The latter demand has the backing of the National Union, which also has called for new immigrants to get greater housing perks.
“I was surprised and disappointed to hear the finance minister’s remarks on what he called unbridled behavior by coalition factions,” said the head of the NRP, Housing Minister Effi Eitam. “All we seek is to preserve the Jewish character of the country and to allow hundreds of thousands of citizens to maintain their traditional way of life.”
Such talk is exactly what raises hackles in Shinui, which is pressuring Netanyahu from the other side of the socioeconomic spectrum. The secularist party has been lobbying for student stipends and cultural spending to be boosted.

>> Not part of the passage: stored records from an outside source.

//! Resolver configuration
//!
//! Loaded from the `[resolver]` table of a TOML file:
//!
//! ```toml
//! [resolver]
//! preferred_formats = ["avif", "webp", "png"]
//! base_path = "https://cdn.example.com/assets"
//! ```
//!
//! The `LUMEN_ASSET_BASE_PATH` environment variable overrides `base_path`.

use lumen_core::{LumenError, Result};
use serde::{Deserialize, Serialize};
use std::path::Path;

/// Environment variable overriding the configured base path
pub const BASE_PATH_ENV: &str = "LUMEN_ASSET_BASE_PATH";

/// Settings applied when resolving without explicit preferences
#[derive(Debug, Clone, Default, PartialEq, Serialize, Deserialize)]
pub struct ResolverConfig {
    /// Formats tried in order when a query names none
    #[serde(default)]
    pub preferred_formats: Vec<String>,
    /// Prefix joined onto relative sources of resolved assets
    #[serde(default)]
    pub base_path: Option<String>,
}

/// Top-level config file structure
#[derive(Debug, Default, Deserialize)]
struct ConfigFile {
    #[serde(default)]
    resolver: ResolverConfig,
}

impl ResolverConfig {
    /// Parse configuration from a TOML document
    pub fn from_toml_str(content: &str) -> Result<Self> {
        let file: ConfigFile = toml::from_str(content)?;
        Ok(file.resolver)
    }

    /// Load configuration from a file, then apply environment overrides
    pub fn load_from_file(path: &Path) -> Result<Self> {
        let content = std::fs::read_to_string(path)?;
        let file: ConfigFile = toml::from_str(&content).map_err(|e| {
            LumenError::ConfigError(format!("Failed to parse config {}: {}", path.display(), e))
        })?;
        let mut config = file.resolver;
        config.apply_env_overrides();
        Ok(config)
    }

    fn apply_env_overrides(&mut self) {
        if let Ok(base) = std::env::var(BASE_PATH_ENV) {
            self.base_path = Some(base);
        }
    }
}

“Netanyahu can give yeshivas 65 million shekels, but not to culture?” Justice Minister Yosef “Tommy” Lapid, Shinui’s chairman, told reporters after meeting with the finance minister Dec. 26. “Culture enthusiasts and students are the public we represent, and I believe our chances of reaching an arrangement with the Treasury are good.”
Netanyahu and Lapid met again Monday night.
Yet after agreeing to restore about $230 million in spending on education, welfare and health care, Netanyahu has little money left with which to maneuver.
And precedent indicates it’s worth gambling on intransigence. Defense Minister Shaul Mofaz, who long grumbled that cuts to the defense budget endangered national security, quietly has been making ends meet. The same goes for Education Minister Limor Livnat, who now is hinting at privatizing the teaching profession to save costs and increase quality.
Mofaz and Livnat both are Likud stalwarts looking to compete with Netanyahu one day in a race to succeed Sharon. The NRP and Shinui — both significant coalition members with aspirations to the country’s top office — also have their own interests to satisfy.
“There is no need to worry: None of the ministers will resign because of budget cuts, or because their demands were met or not,” columnist Avraham Tal wrote in Ha’aretz. “Neither socioeconomic policy nor funding are worth losing political influence and the comforts of power over.”